True names have no meaning. They are just titles. Recognition is their worth. And they…
“Oh…” I could feel the tears rising from the corner of my eyes, but the feeling lingers only for a moment. “They are extinct. I am… extinct.”
So there is no more word to describe them anymore. No one would have recognized it. To be something that is less than an object.
“What am I, now?”
“You are a living, breathing person.” the doctor reaches for a pat on my back. “Hey. It isn’t so bad. I don’t know what book you’ve read… what pessimist view they might have of the war… we are doing better. The war is ending, isn’t it? There is an armistice coming, I’ve heard.”
She raised me up. I took a deeper breath. Was all that I dreamed of, all that I could remember, interposing between this world and the next, merely illusions?
“I don’t know, doc. I couldn’t separate my memories of what this was or will become. I feel like it will never end. One minute I am a slave to the war machine, another I am a slave for greed, pleasure, and the rich. If the war ends, what will I do? I don’t want to return to normal life. I don’t like it. Even if the money will make me rich, what good will I do with them but squander it away, or hoard them like a dragon?”
“You can do better for the world. Charity is a well-honored tradition.”
“That, doc, is one of the biggest scams I could think of. There is no way my money could change anything. Even if I am richer than you. I will not be richer than those at the top of it. They will make more beggar than my money could help.”
“But those that did got the help they needed… wouldn’t it be better than none? Isn’t that what it is all about? A momentary relief?”
She handed me a box. I opened it. Small, brown pill-shaped containers shuffle around in it as I open the lid.
Smoke pills. A small high.
“I don’t smoke, doc.”
“There are stress relief compounds in there. Not enough to make you an addict, as long as you are careful with its usage. Once a day.”
“I thought I would need to fix my paperwork too?”
“They are my personal batch, for my own use. I have frights, too.” She shrugs. “I could get more, once the fighting died down. It won’t be long, I hope.”
“Thank you, doc.” I handed her back the box. “But I think I can handle it on my own, now. Have you got what you needed for your research on Shiver?”

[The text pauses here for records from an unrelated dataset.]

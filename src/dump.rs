/*
 * This file is part of max6639-tools.
 *
 * Copyright (C) 2025 max6639-tools contributors
 *
 * max6639-tools is free software: you can redistribute it and/or modify
 * it under the terms of the GNU General Public License as published by
 * the Free Software Foundation, either version 3 of the License, or
 * (at your option) any later version.
 *
 * max6639-tools is distributed in the hope that it will be useful,
 * but WITHOUT ANY WARRANTY; without even the implied warranty of
 * MERCHANTABILITY or FITNESS FOR A PARTICULAR PURPOSE. See the
 * GNU General Public License for more details.
 *
 * You should have received a copy of the GNU General Public License
 * along with max6639-tools. If not, see <https://www.gnu.org/licenses/>.
 */

//! Register file dump and decoding
//!
//! `REGISTERS` is a declarative table of the named registers; rendering walks
//! it generically instead of having per-register code.

use std::fmt::{self, Write as _};

use crate::data::RpmRange;
use crate::registers::{
    fan_config1, fan_config2a, fan_config3, fan_ppr, gconfig, identity, regs, temp_ext, CHANNEL_COUNT,
    MAX_DUTY, REGISTER_SPACE,
};

/// A named register and how to render its value
#[derive(Clone, Copy)]
pub struct RegisterDescriptor {
    pub name: &'static str,
    pub offset: u8,
    pub decode: fn(u8) -> String,
}

impl fmt::Debug for RegisterDescriptor {
    fn fmt(&self, f: &mut fmt::Formatter<'_>) -> fmt::Result {
        f.debug_struct("RegisterDescriptor")
            .field("name", &self.name)
            .field("offset", &self.offset)
            .finish()
    }
}

const fn reg(name: &'static str, offset: u8, decode: fn(u8) -> String) -> RegisterDescriptor {
    RegisterDescriptor { name, offset, decode }
}

pub static REGISTERS: &[RegisterDescriptor] = &[
    reg("TEMP1", regs::temp(0), decode_celsius),
    reg("TEMP2", regs::temp(1), decode_celsius),
    reg("STATUS", regs::STATUS, decode_status),
    reg("OUTPUT_MASK", regs::OUTPUT_MASK, decode_hex),
    reg("GCONFIG", regs::GCONFIG, decode_gconfig),
    reg("TEMP_EXT1", regs::temp_ext(0), decode_temp_ext),
    reg("TEMP_EXT2", regs::temp_ext(1), decode_temp_ext),
    reg("ALERT_LIMIT1", regs::alert_limit(0), decode_celsius),
    reg("ALERT_LIMIT2", regs::alert_limit(1), decode_celsius),
    reg("OT_LIMIT1", regs::ot_limit(0), decode_celsius),
    reg("OT_LIMIT2", regs::ot_limit(1), decode_celsius),
    reg("THERM_LIMIT1", regs::therm_limit(0), decode_celsius),
    reg("THERM_LIMIT2", regs::therm_limit(1), decode_celsius),
    reg("FAN1_CONFIG1", regs::fan_config1(0), decode_fan_config1),
    reg("FAN1_CONFIG2A", regs::fan_config2a(0), decode_polarity),
    reg("FAN1_CONFIG2B", regs::fan_config2b(0), decode_hex),
    reg("FAN1_CONFIG3", regs::fan_config3(0), decode_fan_config3),
    reg("FAN2_CONFIG1", regs::fan_config1(1), decode_fan_config1),
    reg("FAN2_CONFIG2A", regs::fan_config2a(1), decode_polarity),
    reg("FAN2_CONFIG2B", regs::fan_config2b(1), decode_hex),
    reg("FAN2_CONFIG3", regs::fan_config3(1), decode_fan_config3),
    reg("FAN1_CNT", regs::fan_cnt(0), decode_tach),
    reg("FAN2_CNT", regs::fan_cnt(1), decode_tach),
    reg("TARGET_CNT1", regs::target_cnt(0), decode_tach),
    reg("TARGET_CNT2", regs::target_cnt(1), decode_tach),
    reg("FAN1_PPR", regs::fan_ppr(0), decode_ppr),
    reg("FAN2_PPR", regs::fan_ppr(1), decode_ppr),
    reg("TARGTDUTY1", regs::targtduty(0), decode_duty),
    reg("TARGTDUTY2", regs::targtduty(1), decode_duty),
    reg("FAN_START_TEMP1", regs::fan_start_temp(0), decode_celsius),
    reg("FAN_START_TEMP2", regs::fan_start_temp(1), decode_celsius),
    reg("DEVID", regs::DEVID, decode_devid),
    reg("MANUID", regs::MANUID, decode_manuid),
    reg("DEVREV", regs::DEVREV, decode_hex),
];

pub fn register_name(offset: u8) -> Option<&'static str> {
    REGISTERS.iter().find(|d| d.offset == offset).map(|d| d.name)
}

fn decode_hex(value: u8) -> String {
    format!("0x{:02x}", value)
}

fn decode_celsius(value: u8) -> String {
    format!("{} degC", value)
}

fn decode_temp_ext(value: u8) -> String {
    let eighths = (value >> temp_ext::FRACTION_SHIFT) as u32 * 125;
    if value & temp_ext::FAULT != 0 {
        format!("+0.{:03} degC, diode fault", eighths)
    } else {
        format!("+0.{:03} degC", eighths)
    }
}

fn decode_status(value: u8) -> String {
    let alarms: Vec<String> = (0..CHANNEL_COUNT as u8)
        .filter(|i| value & (1u8 << *i) != 0)
        .map(|i| format!("ch{}", i))
        .collect();
    if alarms.is_empty() {
        format!("0x{:02x} (no channel alarm)", value)
    } else {
        format!("0x{:02x} (alarm: {})", value, alarms.join(", "))
    }
}

fn decode_gconfig(value: u8) -> String {
    let flags = [
        (gconfig::STANDBY, "standby"),
        (gconfig::POR, "por"),
        (gconfig::DISABLE_TIMEOUT, "no-timeout"),
        (gconfig::CH2_LOCAL, "ch2-local"),
        (gconfig::PWM_FREQ_HI, "pwm-freq-hi"),
    ];
    let set: Vec<&str> = flags.iter().filter(|(bit, _)| value & bit != 0).map(|(_, n)| *n).collect();
    format!("0x{:02x} [{}]", value, set.join(" "))
}

fn decode_fan_config1(value: u8) -> String {
    let mode = if value & fan_config1::PWM != 0 { "pwm" } else { "rpm" };
    let range = RpmRange::from_index(value & fan_config1::RANGE_MASK).unwrap_or_default();
    format!("0x{:02x} ({} mode, {})", value, mode, range)
}

fn decode_polarity(value: u8) -> String {
    let polarity = if value & fan_config2a::POLARITY_HIGH != 0 { "high" } else { "low" };
    format!("0x{:02x} (polarity {})", value, polarity)
}

fn decode_fan_config3(value: u8) -> String {
    let therm = if value & fan_config3::THERM_FULL_SPEED != 0 { ", therm full speed" } else { "" };
    format!("0x{:02x} (freq sel {}{})", value, value & fan_config3::FREQ_MASK, therm)
}

fn decode_tach(value: u8) -> String {
    format!("{} counts", value)
}

fn decode_ppr(value: u8) -> String {
    format!("{} ppr", (value >> fan_ppr::SHIFT) + 1)
}

fn decode_duty(value: u8) -> String {
    format!("{}/{} ({}%)", value, MAX_DUTY, value as u32 * 100 / MAX_DUTY as u32)
}

fn decode_devid(value: u8) -> String {
    let tag = if value == identity::DEVICE_ID { "MAX6639" } else { "unknown" };
    format!("0x{:02x} ({})", value, tag)
}

fn decode_manuid(value: u8) -> String {
    let tag = if value == identity::MANUFACTURER_ID { "Maxim" } else { "unknown" };
    format!("0x{:02x} ({})", value, tag)
}

/// Snapshot of the whole register file; `None` where the read failed
#[derive(Debug, Clone, PartialEq, Eq)]
pub struct RegisterDump {
    values: [Option<u8>; REGISTER_SPACE],
}

impl Default for RegisterDump {
    fn default() -> Self {
        Self { values: [None; REGISTER_SPACE] }
    }
}

impl RegisterDump {
    pub fn get(&self, offset: u8) -> Option<u8> {
        self.values.get(offset as usize).copied().flatten()
    }

    pub fn set(&mut self, offset: u8, value: Option<u8>) {
        if let Some(slot) = self.values.get_mut(offset as usize) {
            *slot = value;
        }
    }

    /// Number of registers that could not be read
    pub fn failed_reads(&self) -> usize {
        self.values.iter().filter(|v| v.is_none()).count()
    }

    /// i2cdump style 16 column grid
    pub fn hex_grid(&self) -> String {
        let mut out = String::from("    ");
        for col in 0..0x10 {
            let _ = write!(out, " {:2x}", col);
        }
        out.push('\n');
        for (row, chunk) in self.values.chunks(0x10).enumerate() {
            let _ = write!(out, "{:02x}: ", row * 0x10);
            let cells: Vec<String> = chunk
                .iter()
                .map(|v| v.map(|b| format!("{:02x}", b)).unwrap_or_else(|| "--".into()))
                .collect();
            out.push_str(&cells.join(" "));
            out.push('\n');
        }
        out
    }

    /// One line per named register with its decoded meaning
    pub fn describe(&self) -> String {
        let mut out = String::new();
        for desc in REGISTERS {
            let decoded = match self.get(desc.offset) {
                Some(v) => (desc.decode)(v),
                None => "--".to_string(),
            };
            let _ = writeln!(out, "{:<16} 0x{:02x}  {}", desc.name, desc.offset, decoded);
        }
        out
    }
}

impl fmt::Display for RegisterDump {
    fn fmt(&self, f: &mut fmt::Formatter<'_>) -> fmt::Result {
        f.write_str(&self.hex_grid())
    }
}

“Yes. I have an inkling of something, but that can wait. It's late. Here.”
She threw me some cans of dry fried rice and mashed beans.
“You can’t get meals at this hour. Don’t want you to starve.”
“Heh. I can manage. Besides, I have an inkling that the lieu-”
Suddenly, from behind us, the curtain blew open in a dramatic fashion, showing the lieutenant, his hands carried proudly a pot of soup.
“WHO WANT DINNER!!!?”
“Uh, speak of the devils.” I shook my head. “Alright, dinner time I suppose.”